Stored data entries
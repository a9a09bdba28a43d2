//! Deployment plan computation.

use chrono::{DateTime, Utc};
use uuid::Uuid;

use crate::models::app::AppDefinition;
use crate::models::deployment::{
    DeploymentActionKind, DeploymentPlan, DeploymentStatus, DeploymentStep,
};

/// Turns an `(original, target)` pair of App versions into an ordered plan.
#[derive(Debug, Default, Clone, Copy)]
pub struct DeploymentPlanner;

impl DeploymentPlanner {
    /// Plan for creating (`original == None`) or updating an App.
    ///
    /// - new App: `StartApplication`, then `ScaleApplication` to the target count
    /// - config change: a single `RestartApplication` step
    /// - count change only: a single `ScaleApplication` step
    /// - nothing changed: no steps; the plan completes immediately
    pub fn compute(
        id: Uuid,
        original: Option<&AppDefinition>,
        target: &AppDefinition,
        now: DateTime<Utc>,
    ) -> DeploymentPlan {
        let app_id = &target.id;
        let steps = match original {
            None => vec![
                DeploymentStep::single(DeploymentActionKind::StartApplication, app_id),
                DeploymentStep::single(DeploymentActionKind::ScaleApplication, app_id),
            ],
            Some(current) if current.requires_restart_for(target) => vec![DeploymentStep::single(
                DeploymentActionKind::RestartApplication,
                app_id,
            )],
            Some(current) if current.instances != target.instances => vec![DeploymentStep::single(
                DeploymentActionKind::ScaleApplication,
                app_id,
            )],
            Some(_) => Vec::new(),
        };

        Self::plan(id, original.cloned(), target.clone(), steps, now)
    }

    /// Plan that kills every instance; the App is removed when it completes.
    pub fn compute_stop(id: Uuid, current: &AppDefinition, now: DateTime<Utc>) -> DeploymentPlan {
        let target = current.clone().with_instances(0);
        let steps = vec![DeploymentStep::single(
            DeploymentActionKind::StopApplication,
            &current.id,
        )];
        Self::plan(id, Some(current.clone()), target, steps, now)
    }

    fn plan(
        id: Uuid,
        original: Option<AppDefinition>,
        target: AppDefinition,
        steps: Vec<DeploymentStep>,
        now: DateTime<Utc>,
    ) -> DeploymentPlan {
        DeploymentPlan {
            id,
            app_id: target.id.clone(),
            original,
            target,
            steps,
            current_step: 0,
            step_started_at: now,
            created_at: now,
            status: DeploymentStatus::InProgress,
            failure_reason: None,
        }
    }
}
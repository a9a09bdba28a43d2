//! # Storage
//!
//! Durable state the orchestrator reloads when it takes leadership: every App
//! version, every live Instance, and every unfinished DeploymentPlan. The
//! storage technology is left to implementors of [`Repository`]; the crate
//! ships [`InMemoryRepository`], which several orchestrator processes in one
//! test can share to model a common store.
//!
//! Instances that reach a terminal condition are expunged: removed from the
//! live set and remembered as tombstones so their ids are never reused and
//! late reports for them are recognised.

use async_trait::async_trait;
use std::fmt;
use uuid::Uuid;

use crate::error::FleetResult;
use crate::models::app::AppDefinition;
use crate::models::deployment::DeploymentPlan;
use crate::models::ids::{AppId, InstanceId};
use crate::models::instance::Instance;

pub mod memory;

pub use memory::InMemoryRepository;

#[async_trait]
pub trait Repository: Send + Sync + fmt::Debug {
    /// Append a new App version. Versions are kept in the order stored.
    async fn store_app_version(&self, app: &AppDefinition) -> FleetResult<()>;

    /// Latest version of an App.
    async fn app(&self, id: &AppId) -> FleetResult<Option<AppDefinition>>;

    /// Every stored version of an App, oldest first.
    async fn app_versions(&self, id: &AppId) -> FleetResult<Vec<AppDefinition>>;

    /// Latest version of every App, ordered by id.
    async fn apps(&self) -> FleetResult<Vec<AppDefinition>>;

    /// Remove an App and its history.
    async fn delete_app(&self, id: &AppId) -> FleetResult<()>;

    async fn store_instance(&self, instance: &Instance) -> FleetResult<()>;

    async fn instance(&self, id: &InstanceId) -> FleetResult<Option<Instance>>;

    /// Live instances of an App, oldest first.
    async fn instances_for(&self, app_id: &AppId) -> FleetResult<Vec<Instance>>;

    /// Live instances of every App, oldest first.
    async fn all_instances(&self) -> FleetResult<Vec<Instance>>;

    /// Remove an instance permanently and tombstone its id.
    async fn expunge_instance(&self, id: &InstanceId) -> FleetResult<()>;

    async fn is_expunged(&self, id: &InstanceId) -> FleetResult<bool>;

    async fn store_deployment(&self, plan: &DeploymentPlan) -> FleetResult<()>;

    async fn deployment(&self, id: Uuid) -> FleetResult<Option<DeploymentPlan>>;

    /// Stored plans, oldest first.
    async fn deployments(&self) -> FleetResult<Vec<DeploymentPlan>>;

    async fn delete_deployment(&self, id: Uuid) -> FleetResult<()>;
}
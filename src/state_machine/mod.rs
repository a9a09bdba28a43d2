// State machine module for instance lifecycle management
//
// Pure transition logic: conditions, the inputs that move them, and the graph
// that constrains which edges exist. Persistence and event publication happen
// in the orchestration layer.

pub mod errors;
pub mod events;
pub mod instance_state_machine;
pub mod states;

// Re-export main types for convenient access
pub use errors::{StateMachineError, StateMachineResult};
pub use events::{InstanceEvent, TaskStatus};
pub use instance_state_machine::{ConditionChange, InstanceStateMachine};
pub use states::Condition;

--

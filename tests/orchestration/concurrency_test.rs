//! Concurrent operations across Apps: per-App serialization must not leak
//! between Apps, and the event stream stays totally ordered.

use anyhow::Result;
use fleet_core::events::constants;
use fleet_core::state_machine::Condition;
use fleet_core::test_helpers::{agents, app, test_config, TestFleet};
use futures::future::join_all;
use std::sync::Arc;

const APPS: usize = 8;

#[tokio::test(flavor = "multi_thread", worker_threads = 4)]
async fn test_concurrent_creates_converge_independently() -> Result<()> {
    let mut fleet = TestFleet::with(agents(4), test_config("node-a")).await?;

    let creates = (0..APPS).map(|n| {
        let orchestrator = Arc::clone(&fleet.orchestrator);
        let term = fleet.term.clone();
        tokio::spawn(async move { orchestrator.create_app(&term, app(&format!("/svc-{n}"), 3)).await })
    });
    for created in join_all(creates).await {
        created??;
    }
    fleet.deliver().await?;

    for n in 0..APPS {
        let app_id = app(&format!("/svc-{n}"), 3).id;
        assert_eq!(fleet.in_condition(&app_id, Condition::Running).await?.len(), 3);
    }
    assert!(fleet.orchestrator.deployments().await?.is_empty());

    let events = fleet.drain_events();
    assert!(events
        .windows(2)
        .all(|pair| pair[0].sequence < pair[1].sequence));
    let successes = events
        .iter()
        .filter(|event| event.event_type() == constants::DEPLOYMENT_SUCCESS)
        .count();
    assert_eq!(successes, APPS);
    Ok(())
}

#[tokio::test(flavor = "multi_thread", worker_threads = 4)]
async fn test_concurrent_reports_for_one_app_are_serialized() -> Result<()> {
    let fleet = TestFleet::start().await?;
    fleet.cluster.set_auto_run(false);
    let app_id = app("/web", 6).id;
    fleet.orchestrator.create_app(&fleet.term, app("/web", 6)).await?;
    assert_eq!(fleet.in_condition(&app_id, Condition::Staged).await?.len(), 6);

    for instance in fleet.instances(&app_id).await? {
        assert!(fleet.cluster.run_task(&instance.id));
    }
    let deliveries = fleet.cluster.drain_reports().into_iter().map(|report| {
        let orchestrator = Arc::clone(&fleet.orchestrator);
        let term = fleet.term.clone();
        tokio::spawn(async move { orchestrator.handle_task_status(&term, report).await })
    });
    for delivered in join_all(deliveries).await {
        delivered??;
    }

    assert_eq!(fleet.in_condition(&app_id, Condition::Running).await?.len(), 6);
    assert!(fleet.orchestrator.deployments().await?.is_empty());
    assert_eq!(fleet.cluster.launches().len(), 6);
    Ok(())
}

What to work on
Find and copy each line above that includes the string "DeploymentActionKind".

Output for this exercise
    DeploymentActionKind, DeploymentPlan, DeploymentStatus, DeploymentStep,
                DeploymentStep::single(DeploymentActionKind::StartApplication, app_id),
                DeploymentStep::single(DeploymentActionKind::ScaleApplication, app_id),
                DeploymentActionKind::RestartApplication,
                DeploymentActionKind::ScaleApplication,
            DeploymentActionKind::StopApplication,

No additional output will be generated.